Process integration

In syngas fermentation (using CO, H2, or CO2), high syngas transfer to an aqueous phase remains the challenge. The complete process needs syngas conditioning, downstream separations for liquids and gases, and recycling of unconverted species. This work package links the microbial conversion and bioreactor to overall processes (from crude syngas to recovered product) and further to the economic and environmental impact from cradle to grave. 

This workpackage encompasses 2 projects
Project 1: Process development 

Process development (membrane reactor)

In syngas fermentations (using CO, H2 or CO2), gas-to-liquid mass transfer is often regarded as one of the limiting step. The research project focusses on the investigation of membrane bioreactors as a configuration to overcome mass transfer limitations in syngas fermentation to non-volatiles. It aims to answer the research question: “How  can the membrane bioreactor systems be used to achieve syngas conversion processes with the required productivity?”. The objective is to find and to study the best operational window of a scalable membrane bioreactor system for the permeation and fermentation of syngas to chemicals by a microbial culture (with well-defined stoichiometry and kinetics). The project research framework is organized in several work packages:  “Fixing default conditions”, “Experimental methods development” , “Mathematical modelling”, “ Simultaneous cell retention and in-situ product removal” and “Membrane bioreactor operation”.

Process development (membrane and spinning disc extractor designs)

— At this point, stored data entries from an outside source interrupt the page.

//! Request-shape checks that run before any store access.

use thiserror::Error;

use crate::error::PagerError;
use crate::request::PageRequest;
use crate::sort::SortSpec;

/// Default upper bound on `limit`.
pub const DEFAULT_MAX_LIMIT: i64 = 500;

/// A request that cannot be served as written.
#[derive(Debug, Clone, PartialEq, Eq, Error)]
#[non_exhaustive]
pub enum ValidationError {
    /// `limit` is not in `1..=max`.
    #[error("limit must be an integer between 1 and {max}, got {limit}")]
    InvalidLimit {
        /// The requested limit.
        limit: i64,
        /// The configured maximum.
        max: i64,
    },
    /// Both `after` and `before` were given.
    #[error("after and before are mutually exclusive")]
    CursorConflict,
    /// `page` was combined with `after` or `before`.
    #[error("page cannot be combined with after/before")]
    PageWithCursor,
    /// `page` is below 1.
    #[error("page must be >= 1, got {0}")]
    InvalidPage(i64),
    /// A jump option is zero.
    #[error("{0} must be >= 1")]
    InvalidJumpOption(&'static str),
}

/// Validates [`PageRequest`] shapes.
#[derive(Debug, Clone, Copy, PartialEq, Eq)]
pub struct RequestValidator {
    max_limit: i64,
}

impl Default for RequestValidator {
    fn default() -> Self {
        Self::new(DEFAULT_MAX_LIMIT)
    }
}

impl RequestValidator {
    /// A validator accepting limits up to `max_limit`.
    #[must_use]
    pub const fn new(max_limit: i64) -> Self {
        Self { max_limit }
    }

    /// The configured maximum limit.
    #[must_use]
    pub const fn max_limit(&self) -> i64 {
        self.max_limit
    }

    /// Check limit bounds, cursor exclusivity and page/jump values.
    pub fn validate(&self, request: &PageRequest) -> Result<(), ValidationError> {
        if request.limit < 1 || request.limit > self.max_limit {
            return Err(ValidationError::InvalidLimit {
                limit: request.limit,
                max: self.max_limit,
            });
        }

        if request.after.is_some() && request.before.is_some() {
            return Err(ValidationError::CursorConflict);
        }

        if let Some(page) = request.page {
            if request.after.is_some() || request.before.is_some() {
                return Err(ValidationError::PageWithCursor);
            }
            if page < 1 {
                return Err(ValidationError::InvalidPage(page));
            }
        }

        if let Some(jump) = &request.jump {
            if jump.step == Some(0) {
                return Err(ValidationError::InvalidJumpOption("jump.step"));
            }
            if jump.max_hops == Some(0) {
                return Err(ValidationError::InvalidJumpOption("jump.maxHops"));
            }
        }

        Ok(())
    }
}

/// Require a decoded cursor's sort to equal the request's effective sort.
///
/// Field set, order and direction must all match.
pub fn assert_cursor_sort_compatible(
    current: &SortSpec,
    cursor_sort: &SortSpec,
) -> Result<(), PagerError> {
    if current == cursor_sort {
        Ok(())
    } else {
        Err(PagerError::CursorSortMismatch {
            expected: current.clone(),
            found: cursor_sort.clone(),
        })
    }
}
//! Error type returned by [`PageJumpEngine::find_page`](crate::PageJumpEngine::find_page).

use thiserror::Error;

use crate::cursor::{CursorError, EncodeError};
use crate::sort::SortSpec;
use crate::store::StoreError;
use crate::validate::ValidationError;

/// Everything `find_page` can fail with.
///
/// Totals never produce one of these; their failures are folded into the
/// returned [`TotalsRecord`](crate::TotalsRecord).
#[derive(Debug, Error)]
#[non_exhaustive]
pub enum PagerError {
    /// The request shape is invalid.
    #[error(transparent)]
    Validation(#[from] ValidationError),

    /// The cursor token is malformed or structurally incomplete.
    #[error("invalid cursor: {0}")]
    InvalidCursor(#[from] CursorError),

    /// The cursor was produced under a different sort.
    #[error("cursor sort {found} does not match request sort {expected}")]
    CursorSortMismatch {
        /// The request's effective stable sort.
        expected: SortSpec,
        /// The sort carried by the cursor.
        found: SortSpec,
    },

    /// The target page is further than one call may walk.
    #[error(
        "page {target_page} needs {remaining} sequential hops, more than the {max_hops} allowed per call"
    )]
    JumpTooFar {
        /// Requested page.
        target_page: u64,
        /// Hops needed from the nearest usable bookmark.
        remaining: u64,
        /// Configured hop bound.
        max_hops: u64,
    },

    /// A page cursor could not be encoded.
    #[error("failed to encode cursor: {0}")]
    Encode(#[from] EncodeError),

    /// The document store failed while fetching a page window.
    #[error("store error: {0}")]
    Store(#[from] StoreError),
}

impl PagerError {
    /// Stable machine-readable error code.
    #[must_use]
    pub const fn code(&self) -> &'static str {
        match self {
            Self::Validation(_) => "VALIDATION_ERROR",
            Self::InvalidCursor(_) => "INVALID_CURSOR",
            Self::CursorSortMismatch { .. } => "CURSOR_SORT_MISMATCH",
            Self::JumpTooFar { .. } => "JUMP_TOO_FAR",
            Self::Encode(_) => "ENCODE_ERROR",
            Self::Store(_) => "STORE_ERROR",
        }
    }

    /// True for malformed cursors and for sort mismatches.
    #[must_use]
    pub const fn is_invalid_cursor(&self) -> bool {
        matches!(self, Self::InvalidCursor(_) | Self::CursorSortMismatch { .. })
    }
}

#[cfg(test)]
mod tests {
    use super::*;

    #[test]
    fn test_codes() {
        assert_eq!(
            PagerError::from(ValidationError::CursorConflict).code(),
            "VALIDATION_ERROR"
        );
        assert_eq!(
            PagerError::from(CursorError::InvalidBase64).code(),
            "INVALID_CURSOR"
        );
        assert_eq!(
            PagerError::from(EncodeError::MissingSort).code(),
            "ENCODE_ERROR"
        );

        let err = PagerError::JumpTooFar {
            target_page: 25,
            remaining: 25,
            max_hops: 5,
        };
        assert_eq!(err.code(), "JUMP_TOO_FAR");
        assert!(!err.is_invalid_cursor());
        assert_eq!(
            err.to_string(),
            "page 25 needs 25 sequential hops, more than the 5 allowed per call"
        );
    }

    #[test]
    fn test_validation_message_is_transparent() {
        let err = PagerError::from(ValidationError::InvalidLimit { limit: 0, max: 500 });
        assert_eq!(err.to_string(), "limit must be an integer between 1 and 500, got 0");
    }
}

The production of carboxylic acids by fermentation has gained research attention to achieve a renewable option as compared to fossil carbon-based benchmarks. A major bottleneck lies on the recovery from fermentation broths of these acids, which are normally present at dilute concentration (ca. 5 wt.%). Reactive extraction is an alternative to solvent extraction. The process involves a reaction between an extractant, a diluent, and the carboxylic acid. The extractant, often a tertiary amine, form complexes with the acid that are soluble in the organic phase. Back-extraction of these acids is equally important, and both processes must be considered when optimizing process and costs. Reactive extraction of carboxylic acids outperforms conventional solvent extraction, due to its superior partition coefficients obtained when selecting a suitable extractant and diluent. Most reactive extraction studies has been carried out in batch systems at relatively low stirring speeds (< 150 rpm), where the reaction takes place in the liquid-liquid interfacial area. In this concept, vigorous stirring is preferred to quickly reach equilibrium leading to the formation of un-wanted, stable emulsions which often require a subsequent centrifugation stage. This work deals with the study of a novel reactor, membrane-assisted spinning disc reactor (MASDR) to intensify the process of reactive extraction.

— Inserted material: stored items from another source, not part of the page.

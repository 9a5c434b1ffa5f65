//! Connection configuration for OneView appliances.
//!
//! Modules receive a `config` parameter pointing at a JSON file with the
//! appliance address and credentials, the same shape the vendor SDK uses:
//!
//! ```json
//! {
//!   "ip": "172.16.101.48",
//!   "api_version": 800,
//!   "credentials": {
//!     "userName": "administrator",
//!     "password": "secret"
//!   }
//! }
//! ```

use serde::{Deserialize, Serialize};
use std::path::Path;
use thiserror::Error;

/// Errors raised while loading connection configuration
#[derive(Error, Debug)]
pub enum ConfigError {
    #[error("Failed to read config file {path}: {source}")]
    Io {
        path: String,
        #[source]
        source: std::io::Error,
    },

    #[error("Invalid config file {path}: {source}")]
    Parse {
        path: String,
        #[source]
        source: serde_json::Error,
    },
}

/// Credentials used to open an appliance session
#[derive(Debug, Clone, Serialize, Deserialize)]
pub struct Credentials {
    /// Appliance user name (`userName` in the vendor config shape)
    #[serde(rename = "userName")]
    pub username: String,
    /// Appliance password
    pub password: String,
}

/// Connection configuration for a single appliance
#[derive(Debug, Clone, Serialize, Deserialize)]
pub struct OneViewConfig {
    /// Appliance hostname or IP address
    pub ip: String,
    /// REST API version header value; the client default applies when unset
    #[serde(default)]
    pub api_version: Option<u32>,
    /// Session credentials
    pub credentials: Credentials,
}

impl OneViewConfig {
    /// Load configuration from a JSON file on disk.
    pub fn from_json_file(path: impl AsRef<Path>) -> Result<Self, ConfigError> {
        let path = path.as_ref();
        let contents = std::fs::read_to_string(path).map_err(|source| ConfigError::Io {
            path: path.display().to_string(),
            source,
        })?;
        serde_json::from_str(&contents).map_err(|source| ConfigError::Parse {
            path: path.display().to_string(),
            source,
        })
    }

    /// Base HTTPS URL of the appliance REST API.
    pub fn base_url(&self) -> String {
        format!("https://{}", self.ip)
    }
}
//! OneView Modules - idempotent appliance automation
//!
//! This is the main entry point for the CLI: it runs a single module
//! against an appliance and prints the `{changed, msg, ansible_facts}`
//! result, or lists the available modules.

use anyhow::Result;
use oneview_modules::cli::{render_result, Cli, Commands, OutputFormat};
use oneview_modules::modules::{ModuleContext, ModuleOutput, ModuleRegistry};
use tracing_subscriber::{fmt, prelude::*, EnvFilter};

fn main() -> Result<()> {
    let cli = Cli::parse_args();

    init_logging(cli.verbosity());

    if cli.no_color {
        colored::control::set_override(false);
    }

    let registry = ModuleRegistry::with_builtins();

    let exit_code = match &cli.command {
        Commands::List => {
            let mut names = registry.names();
            names.sort_unstable();
            for name in names {
                println!("{}", name);
            }
            0
        }
        Commands::Run(args) => {
            let params = args.module_params()?;
            match registry.execute(&args.module, &params, &ModuleContext::default()) {
                Ok(output) => {
                    println!("{}", render_result(&args.module, &output, args.output)?);
                    0
                }
                Err(err) => {
                    // Failures surface as a fatal task result, same shape
                    // as a success.
                    let output = ModuleOutput::failed(err.to_string());
                    eprintln!("{}", render_result(&args.module, &output, args.output)?);
                    2
                }
            }
        }
    };

    std::process::exit(exit_code);
}

/// Initialize logging based on verbosity level
fn init_logging(verbosity: u8) {
    let filter = match verbosity {
        0 => "warn",
        1 => "info",
        2 => "debug",
        _ => "trace",
    };

    let env_filter = EnvFilter::try_from_default_env().unwrap_or_else(|_| EnvFilter::new(filter));

    tracing_subscriber::registry()
        .with(fmt::layer().with_target(verbosity >= 3))
        .with(env_filter)
        .init();
}
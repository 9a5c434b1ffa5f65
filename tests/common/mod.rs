//! Shared test utilities and fixtures for the integration test suite.
//!
//! This module provides:
//! - A mockall-backed `ResourceClient` mock
//! - A `FakeAppliance` wiring one mock per resource category
//! - Connection-config fixture helpers
//!
//! # Usage
//!
//! ```rust,ignore
//! mod common;
//! use common::*;
//! ```

#![allow(dead_code)]

use oneview_modules::client::{ApplianceClient, ClientResult, ResourceClient};
use serde_json::Value;
use std::io::Write;
use tempfile::NamedTempFile;

mockall::mock! {
    pub ResourceClient {}

    impl ResourceClient for ResourceClient {
        fn get_all(&self) -> ClientResult<Vec<Value>>;
        fn get_by(&self, field: &str, value: &str) -> ClientResult<Vec<Value>>;
        fn create(&self, data: &Value) -> ClientResult<Value>;
        fn update(&self, data: &Value) -> ClientResult<Value>;
        fn delete(&self, resource: &Value) -> ClientResult<()>;
    }
}

/// Appliance double whose resource clients are mocks with per-test
/// expectations.
#[derive(Default)]
pub struct FakeAppliance {
    pub events: MockResourceClient,
    pub firmware_drivers: MockResourceClient,
    pub time_and_locale: MockResourceClient,
}

impl ApplianceClient for FakeAppliance {
    fn events(&self) -> &dyn ResourceClient {
        &self.events
    }

    fn firmware_drivers(&self) -> &dyn ResourceClient {
        &self.firmware_drivers
    }

    fn appliance_time_and_locale_configuration(&self) -> &dyn ResourceClient {
        &self.time_and_locale
    }
}

/// Write a connection config fixture and return its handle; the file is
/// removed when the handle drops.
pub fn config_fixture() -> NamedTempFile {
    let mut file = NamedTempFile::new().expect("create config fixture");
    file.write_all(
        br#"{
            "ip": "172.16.101.48",
            "api_version": 800,
            "credentials": {"userName": "administrator", "password": "secret"}
        }"#,
    )
    .expect("write config fixture");
    file
}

Project 2: Process design and sustainability assessment

Conceptualization of the sustainable production of chemicals via syngas fermentation

The primary aim of this project is to outline the conceptual framework for the forthcoming commercial production of chemicals through syngas fermentation. An encompassing and systematic methodology is imperative, considering the vast array of technical alternatives spanning feedstocks, products, and technologies. The initial project phase involves categorizing potential products into volatile and non-volatile categories, with acetate serving as the benchmark. Focusing on volatile products, a decision-making framework will be devised to explore the plausible configurations of diverse feedstocks and products.

Among the considered feedstocks are Basic Oxygen Furnace Gas (BOFG) and Blast Furnace Gas (BFG) emissions from the steel manufacturing industry, as well as syngas derived from biomass gasification (BioSyngas). This analysis identifies the most viable products for commercial-scale production and their associated feedstocks. Additionally, the study delves into the economic feasibility of these pathways, potential enhancements, and their adaptability to various production strategies.